Women’s Platform for Action International (WoPAI), together with the International Coalition for the Abolition of Surrogate Motherhood (ICASM), has issued a letter to all Member States of the Hague Conference on Private International Law (HCCH) expressing serious concerns about the institution’s ongoing work toward an international framework that would legalize surrogacy.

While the HCCH claims to be pursuing legal certainty for children and families, the process has raised profound ethical, democratic, and human rights issues against women.

WoPAI and ICASM warn that the current direction of the discussions risks normalising surrogacy, a practice that the UN Special Rapporteur on Violence Against Women and Girls, Reem Alsalem, recently identified as a form of modern slavery linked to exploitation and commodification of women’s bodies, while also being a harm to children.

In the letter, WoPAI and ICASM highlight three key concerns:

  1. A biased and exclusionary process:
    Since 2013, the HCCH has failed to consult women’s rights organisations, people born through surrogacy, or surrogate mothers.

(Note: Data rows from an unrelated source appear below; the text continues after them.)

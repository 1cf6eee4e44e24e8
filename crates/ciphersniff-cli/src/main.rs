//! ciphersniff - Detect cryptographic algorithms in binary data
//!
//! This tool scans a binary for the characteristic 32-bit constants of
//! well-known crypto primitives (S-boxes, round constants, IVs) and reports
//! how completely and how compactly each one was found.

mod progress;
mod render;

use anyhow::{bail, Context, Result};
use ciphersniff_core::scanner::DEFAULT_MAX_GAP;
use ciphersniff_core::{
    DetectionReport, Detector, DetectorConfig, MatcherConfig, NameFilter, NullObserver, Registry,
    ScanObserver,
};
use clap::{Parser, ValueEnum};
use progress::ProgressObserver;
use std::fs;
use std::io::{self, Read, Write};
use std::path::{Path, PathBuf};
use tracing::{debug, info, warn, Level};
use tracing_subscriber::EnvFilter;

/// Detect cryptographic algorithms in binary data
#[derive(Parser, Debug)]
#[command(name = "ciphersniff")]
#[command(author, version, about, long_about = None)]
#[command(propagate_version = true)]
struct Cli {
    /// Binary data file, or '-' to read stdin
    #[arg(required_unless_present = "list")]
    file: Option<PathBuf>,

    /// Algorithm(s) to detect, e.g. 'cha,md,zip'. Blank entries are ignored,
    /// so 'aes,' selects only AES
    #[arg(short, long, default_value = "", env = "CIPHERSNIFF_FILTER")]
    filter: String,

    /// Show progress bars
    #[arg(short, long)]
    progress: bool,

    /// List supported algorithms
    #[arg(short, long)]
    list: bool,

    /// JSON file with additional algorithm constants
    #[arg(long, value_name = "FILE", env = "CIPHERSNIFF_CONSTANTS")]
    constants: Option<PathBuf>,

    /// Largest distance in bytes between matched constants that still counts as consecutive
    #[arg(long, value_name = "BYTES", default_value_t = DEFAULT_MAX_GAP)]
    max_gap: usize,

    /// Worker threads (1 = sequential, 0 = one per CPU)
    #[arg(short, long, default_value = "1")]
    jobs: usize,

    /// Output format
    #[arg(long, value_enum, default_value = "text")]
    format: OutputFormat,

    /// Verbosity level (-v, -vv, -vvv)
    #[arg(short, long, action = clap::ArgAction::Count)]
    verbose: u8,
}

/// Output format for reports
#[derive(Debug, Clone, Copy, PartialEq, Eq, ValueEnum)]
enum OutputFormat {
    /// Coloured, one line per indicator
    Text,
    /// Machine-readable JSON
    Json,
}

fn main() -> Result<()> {
    let cli = Cli::parse();

    // Initialize tracing; stdout is reserved for the report
    let level = match cli.verbose {
        0 => Level::WARN,
        1 => Level::INFO,
        2 => Level::DEBUG,
        _ => Level::TRACE,
    };

    tracing_subscriber::fmt()
        .with_env_filter(EnvFilter::from_default_env().add_directive(level.into()))
        .with_target(false)
        .with_writer(io::stderr)
        .init();

    let registry = load_registry(cli.constants.as_deref())?;

    let stdout = io::stdout();
    let mut out = stdout.lock();

    if cli.list {
        match cli.format {
            OutputFormat::Text => render::write_supported(&registry, &mut out)?,
            OutputFormat::Json => render::write_supported_json(&registry, &mut out)?,
        }
        return Ok(());
    }

    let Some(file) = cli.file.as_deref() else {
        bail!("Input file is required");
    };

    let report = scan_file(&cli, &registry, file)?;

    match cli.format {
        OutputFormat::Text => render::write_text(&report, &mut out)?,
        OutputFormat::Json => render::write_json(&report, &mut out)?,
    }
    out.flush()?;

    Ok(())
}

/// Built-in constants, extended by a user registry if one is given
fn load_registry(constants: Option<&Path>) -> Result<Registry> {
    let registry = Registry::builtin();
    let Some(path) = constants else {
        return Ok(registry);
    };

    let extra = Registry::from_json_file(path)
        .with_context(|| format!("Failed to load constants: {}", path.display()))?;
    info!(
        "Loaded {} algorithm(s) from {}",
        extra.len(),
        path.display()
    );

    registry
        .merge(extra)
        .with_context(|| format!("Conflicting constants in {}", path.display()))
}

/// Path argument that stands for standard input
const STDIN_PATH: &str = "-";

/// Read a binary and run detection over it
fn scan_file(cli: &Cli, registry: &Registry, file: &Path) -> Result<DetectionReport> {
    let data = read_input(file)?;
    debug!("Read {} bytes from {}", data.len(), file.display());
    scan_data(cli, registry, &data)
}

/// Read the whole input: stdin for `-`, otherwise any readable path
/// (regular files, FIFOs, `/dev/stdin`)
fn read_input(file: &Path) -> Result<Vec<u8>> {
    if file == Path::new(STDIN_PATH) {
        return read_from(io::stdin().lock()).context("Failed to read input from stdin");
    }
    if file.is_dir() {
        bail!("Input path is a directory: {}", file.display());
    }
    fs::read(file).with_context(|| format!("Failed to read input file: {}", file.display()))
}

fn read_from(mut reader: impl Read) -> io::Result<Vec<u8>> {
    let mut data = Vec::new();
    reader.read_to_end(&mut data)?;
    Ok(data)
}

/// Run detection over an in-memory buffer
fn scan_data(cli: &Cli, registry: &Registry, data: &[u8]) -> Result<DetectionReport> {
    let filter = NameFilter::parse(&cli.filter);
    let config = DetectorConfig::new()
        .matcher(MatcherConfig::new().max_gap(cli.max_gap))
        .parallel(cli.jobs != 1);
    let detector = Detector::with_config(registry, config);

    let selected: usize = detector
        .selected(&filter)
        .map(|algorithm| algorithm.indicators().len())
        .sum();
    if selected == 0 {
        warn!("No supported algorithm matches filter '{}'", cli.filter);
    }

    if cli.progress {
        let observer = ProgressObserver::new(selected)?;
        let report = run_detection(cli.jobs, &detector, data, &filter, &observer);
        observer.finish();
        report
    } else {
        run_detection(cli.jobs, &detector, data, &filter, &NullObserver)
    }
}

/// Run the detector, on a dedicated worker pool unless `jobs` is 1
fn run_detection(
    jobs: usize,
    detector: &Detector<'_>,
    data: &[u8],
    filter: &NameFilter,
    observer: &dyn ScanObserver,
) -> Result<DetectionReport> {
    if jobs == 1 {
        return Ok(detector.detect_observed(data, filter, observer));
    }

    let pool = rayon::ThreadPoolBuilder::new()
        .num_threads(jobs)
        .build()
        .context("Failed to build worker pool")?;

    Ok(pool.install(|| detector.detect_observed(data, filter, observer)))
}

Meanwhile, the voices of clinics, intermediaries, and intended parents have dominated the agenda.
  2. Contradictions with international human rights standards:
    The proposals being discussed are violates existing international conventions, including the 1993 Hague Adoption Convention and the Convention on the Rights of the Child, which oppose the commercialisation of children and uphold the right to know one’s origins.
  3. Threats to national sovereignty:
    Many countries prohibit surrogacy, yet the HCCH’s work could pressure states into recognising foreign surrogacy arrangements, undermining democratic decision-making and national legislation.

On behalf of women’s and children’s rights, WoPAI and ICASM call for:

  • An immediate suspension of the HCCH surrogacy project until a transparent and inclusive consultation is carried out

  • A guarantee of public transparency of state positions and voting

  • The upholding of international conventions that prohibit the commodification of human beings

  • The rejection of any attempt to legitimise surrogacy at the international level

The organisations underscore that the HCCH now faces a historic responsibility: not to become a tool of an industry that violates human dignity.